Task details:
Only the lines from the one containing "stats.push(layer_stats);" to the end of the data are wanted; print them exactly as they appear.

START Data

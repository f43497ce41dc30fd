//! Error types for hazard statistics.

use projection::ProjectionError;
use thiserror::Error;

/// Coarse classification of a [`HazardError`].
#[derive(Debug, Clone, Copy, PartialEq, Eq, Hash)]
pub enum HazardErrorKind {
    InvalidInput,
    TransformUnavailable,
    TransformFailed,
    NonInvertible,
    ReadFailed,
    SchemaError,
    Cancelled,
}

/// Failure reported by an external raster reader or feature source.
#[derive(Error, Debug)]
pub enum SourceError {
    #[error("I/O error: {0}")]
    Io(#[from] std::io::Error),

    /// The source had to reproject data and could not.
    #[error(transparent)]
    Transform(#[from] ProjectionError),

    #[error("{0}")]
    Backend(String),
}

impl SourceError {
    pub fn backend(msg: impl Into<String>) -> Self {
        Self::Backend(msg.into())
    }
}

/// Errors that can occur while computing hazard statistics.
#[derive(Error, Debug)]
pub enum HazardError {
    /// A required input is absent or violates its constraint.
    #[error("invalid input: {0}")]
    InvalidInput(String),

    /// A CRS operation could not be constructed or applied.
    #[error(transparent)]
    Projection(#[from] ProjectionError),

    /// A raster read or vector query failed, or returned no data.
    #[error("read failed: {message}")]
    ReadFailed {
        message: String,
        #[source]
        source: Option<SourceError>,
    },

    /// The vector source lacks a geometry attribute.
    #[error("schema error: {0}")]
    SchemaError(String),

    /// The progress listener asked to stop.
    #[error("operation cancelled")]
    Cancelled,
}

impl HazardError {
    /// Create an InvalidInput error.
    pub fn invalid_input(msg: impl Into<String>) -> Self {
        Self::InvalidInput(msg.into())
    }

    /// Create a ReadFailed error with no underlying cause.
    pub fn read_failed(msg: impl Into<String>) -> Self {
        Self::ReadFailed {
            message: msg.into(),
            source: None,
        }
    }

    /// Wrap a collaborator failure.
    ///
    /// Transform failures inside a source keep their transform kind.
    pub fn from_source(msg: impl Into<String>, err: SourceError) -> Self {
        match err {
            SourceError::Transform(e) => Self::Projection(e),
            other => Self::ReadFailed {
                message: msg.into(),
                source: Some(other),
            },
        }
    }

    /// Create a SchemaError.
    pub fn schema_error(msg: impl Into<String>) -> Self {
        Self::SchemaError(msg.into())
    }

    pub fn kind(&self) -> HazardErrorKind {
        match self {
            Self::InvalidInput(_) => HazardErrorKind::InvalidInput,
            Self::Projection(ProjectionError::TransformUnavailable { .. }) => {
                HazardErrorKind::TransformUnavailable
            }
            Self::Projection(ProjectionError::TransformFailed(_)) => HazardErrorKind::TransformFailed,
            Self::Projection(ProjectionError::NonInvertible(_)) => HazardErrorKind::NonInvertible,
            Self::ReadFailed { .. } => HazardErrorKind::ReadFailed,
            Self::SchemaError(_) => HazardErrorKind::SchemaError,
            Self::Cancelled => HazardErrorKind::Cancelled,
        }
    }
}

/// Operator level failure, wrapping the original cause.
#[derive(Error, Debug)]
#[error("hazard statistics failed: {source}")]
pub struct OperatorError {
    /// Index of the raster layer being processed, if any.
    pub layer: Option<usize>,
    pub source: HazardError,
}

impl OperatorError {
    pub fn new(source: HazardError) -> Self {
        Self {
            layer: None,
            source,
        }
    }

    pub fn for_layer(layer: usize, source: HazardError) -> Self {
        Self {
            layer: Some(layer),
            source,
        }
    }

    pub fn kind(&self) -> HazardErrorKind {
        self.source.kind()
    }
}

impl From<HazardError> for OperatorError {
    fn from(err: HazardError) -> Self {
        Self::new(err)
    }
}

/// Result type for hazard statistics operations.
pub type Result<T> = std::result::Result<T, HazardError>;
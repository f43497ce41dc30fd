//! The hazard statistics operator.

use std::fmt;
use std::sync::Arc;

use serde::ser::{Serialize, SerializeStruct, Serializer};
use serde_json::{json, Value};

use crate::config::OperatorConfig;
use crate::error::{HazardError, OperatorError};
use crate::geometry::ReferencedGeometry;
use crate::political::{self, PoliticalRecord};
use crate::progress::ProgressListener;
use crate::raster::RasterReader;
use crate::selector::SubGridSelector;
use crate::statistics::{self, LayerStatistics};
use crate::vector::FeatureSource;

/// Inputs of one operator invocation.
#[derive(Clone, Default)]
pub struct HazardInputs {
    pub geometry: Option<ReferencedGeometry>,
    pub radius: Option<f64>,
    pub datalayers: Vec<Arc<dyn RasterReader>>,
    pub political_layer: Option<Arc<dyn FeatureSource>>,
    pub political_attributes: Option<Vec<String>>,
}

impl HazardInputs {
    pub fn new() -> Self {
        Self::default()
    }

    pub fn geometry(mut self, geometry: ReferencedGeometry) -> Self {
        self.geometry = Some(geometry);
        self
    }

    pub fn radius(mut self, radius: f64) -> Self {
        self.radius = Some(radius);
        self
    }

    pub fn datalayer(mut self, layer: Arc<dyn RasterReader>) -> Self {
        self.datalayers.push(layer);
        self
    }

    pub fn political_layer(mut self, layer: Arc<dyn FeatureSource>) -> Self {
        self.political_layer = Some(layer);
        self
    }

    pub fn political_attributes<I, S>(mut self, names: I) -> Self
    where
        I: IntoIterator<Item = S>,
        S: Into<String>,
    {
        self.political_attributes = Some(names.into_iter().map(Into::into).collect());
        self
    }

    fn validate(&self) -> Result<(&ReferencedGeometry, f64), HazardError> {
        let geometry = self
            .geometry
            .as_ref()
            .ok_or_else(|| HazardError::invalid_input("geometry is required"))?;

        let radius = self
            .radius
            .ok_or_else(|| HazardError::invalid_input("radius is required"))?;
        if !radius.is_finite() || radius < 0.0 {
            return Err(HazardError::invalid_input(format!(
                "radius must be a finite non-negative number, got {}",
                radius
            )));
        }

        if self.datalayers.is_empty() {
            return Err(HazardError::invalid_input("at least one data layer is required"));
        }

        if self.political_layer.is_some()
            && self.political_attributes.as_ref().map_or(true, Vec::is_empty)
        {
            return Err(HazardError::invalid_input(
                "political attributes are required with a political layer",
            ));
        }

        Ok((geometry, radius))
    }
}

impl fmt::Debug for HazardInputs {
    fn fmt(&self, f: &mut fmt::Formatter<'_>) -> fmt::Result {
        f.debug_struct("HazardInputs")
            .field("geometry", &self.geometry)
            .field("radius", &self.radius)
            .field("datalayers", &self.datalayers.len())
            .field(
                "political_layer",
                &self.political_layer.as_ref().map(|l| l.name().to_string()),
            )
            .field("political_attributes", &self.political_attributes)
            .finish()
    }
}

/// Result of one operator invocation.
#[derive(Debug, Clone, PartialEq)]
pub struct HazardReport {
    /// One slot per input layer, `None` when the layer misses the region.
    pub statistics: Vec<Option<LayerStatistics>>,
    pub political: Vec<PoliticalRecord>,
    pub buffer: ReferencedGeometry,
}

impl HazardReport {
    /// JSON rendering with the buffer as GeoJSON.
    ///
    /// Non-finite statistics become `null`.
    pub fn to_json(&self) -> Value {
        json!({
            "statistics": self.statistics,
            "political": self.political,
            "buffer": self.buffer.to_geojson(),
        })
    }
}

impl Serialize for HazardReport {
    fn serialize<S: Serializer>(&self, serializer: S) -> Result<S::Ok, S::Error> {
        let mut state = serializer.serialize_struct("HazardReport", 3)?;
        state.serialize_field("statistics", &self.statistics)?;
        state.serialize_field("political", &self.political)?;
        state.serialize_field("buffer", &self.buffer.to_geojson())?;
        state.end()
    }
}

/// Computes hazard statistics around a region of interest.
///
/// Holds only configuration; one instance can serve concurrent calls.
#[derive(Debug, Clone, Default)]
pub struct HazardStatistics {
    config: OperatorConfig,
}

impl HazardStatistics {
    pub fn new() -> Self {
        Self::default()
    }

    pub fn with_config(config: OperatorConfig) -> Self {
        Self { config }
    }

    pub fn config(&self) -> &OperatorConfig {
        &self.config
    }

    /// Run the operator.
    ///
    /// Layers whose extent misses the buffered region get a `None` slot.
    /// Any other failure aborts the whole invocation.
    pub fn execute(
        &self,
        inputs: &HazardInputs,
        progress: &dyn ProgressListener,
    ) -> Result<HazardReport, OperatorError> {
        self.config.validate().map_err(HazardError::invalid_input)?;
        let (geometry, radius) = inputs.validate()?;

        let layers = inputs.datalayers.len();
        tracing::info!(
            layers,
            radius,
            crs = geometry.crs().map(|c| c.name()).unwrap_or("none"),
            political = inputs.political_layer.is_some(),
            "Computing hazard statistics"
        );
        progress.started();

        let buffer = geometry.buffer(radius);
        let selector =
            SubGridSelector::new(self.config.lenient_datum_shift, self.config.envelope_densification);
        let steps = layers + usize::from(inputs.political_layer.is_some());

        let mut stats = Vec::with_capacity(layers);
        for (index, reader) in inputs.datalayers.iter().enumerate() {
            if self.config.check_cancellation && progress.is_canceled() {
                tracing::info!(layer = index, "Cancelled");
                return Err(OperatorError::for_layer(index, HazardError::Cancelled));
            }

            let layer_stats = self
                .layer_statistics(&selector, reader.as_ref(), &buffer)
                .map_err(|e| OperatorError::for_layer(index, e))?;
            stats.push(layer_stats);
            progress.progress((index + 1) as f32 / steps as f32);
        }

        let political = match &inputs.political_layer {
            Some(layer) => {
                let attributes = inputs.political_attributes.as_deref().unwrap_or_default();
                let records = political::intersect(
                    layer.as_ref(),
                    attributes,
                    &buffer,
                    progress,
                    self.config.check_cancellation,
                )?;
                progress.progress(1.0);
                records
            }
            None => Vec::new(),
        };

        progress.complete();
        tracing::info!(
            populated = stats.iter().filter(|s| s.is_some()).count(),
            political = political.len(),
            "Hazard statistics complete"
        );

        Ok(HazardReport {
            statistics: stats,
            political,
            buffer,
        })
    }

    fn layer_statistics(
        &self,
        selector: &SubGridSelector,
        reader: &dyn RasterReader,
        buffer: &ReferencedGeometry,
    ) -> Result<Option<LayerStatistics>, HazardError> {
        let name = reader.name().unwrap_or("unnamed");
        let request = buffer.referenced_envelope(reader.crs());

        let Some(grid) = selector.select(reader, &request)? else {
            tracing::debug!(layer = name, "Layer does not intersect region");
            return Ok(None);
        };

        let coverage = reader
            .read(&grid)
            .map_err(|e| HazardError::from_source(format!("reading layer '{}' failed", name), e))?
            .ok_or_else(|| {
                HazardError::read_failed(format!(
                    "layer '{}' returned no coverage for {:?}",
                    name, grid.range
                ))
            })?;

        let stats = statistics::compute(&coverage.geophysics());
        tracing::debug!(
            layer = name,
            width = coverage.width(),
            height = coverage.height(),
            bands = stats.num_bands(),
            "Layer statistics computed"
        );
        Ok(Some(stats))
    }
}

END Data

Response area:
            stats.push(layer_stats);
            progress.progress((index + 1) as f32 / steps as f32);
        }

        let political = match &inputs.political_layer {
            Some(layer) => {
                let attributes = inputs.political_attributes.as_deref().unwrap_or_default();
                let records = political::intersect(
                    layer.as_ref(),
                    attributes,
                    &buffer,
                    progress,
                    self.config.check_cancellation,
                )?;
                progress.progress(1.0);
                records
            }
            None => Vec::new(),
        };

        progress.complete();
        tracing::info!(
            populated = stats.iter().filter(|s| s.is_some()).count(),
            political = political.len(),
            "Hazard statistics complete"
        );

        Ok(HazardReport {
            statistics: stats,
            political,
            buffer,
        })
    }

    fn layer_statistics(
        &self,
        selector: &SubGridSelector,
        reader: &dyn RasterReader,
        buffer: &ReferencedGeometry,
    ) -> Result<Option<LayerStatistics>, HazardError> {
        let name = reader.name().unwrap_or("unnamed");
        let request = buffer.referenced_envelope(reader.crs());

        let Some(grid) = selector.select(reader, &request)? else {
            tracing::debug!(layer = name, "Layer does not intersect region");
            return Ok(None);
        };

        let coverage = reader
            .read(&grid)
            .map_err(|e| HazardError::from_source(format!("reading layer '{}' failed", name), e))?
            .ok_or_else(|| {
                HazardError::read_failed(format!(
                    "layer '{}' returned no coverage for {:?}",
                    name, grid.range
                ))
            })?;

        let stats = statistics::compute(&coverage.geophysics());
        tracing::debug!(
            layer = name,
            width = coverage.width(),
            height = coverage.height(),
            bands = stats.num_bands(),
            "Layer statistics computed"
        );
        Ok(Some(stats))
    }
}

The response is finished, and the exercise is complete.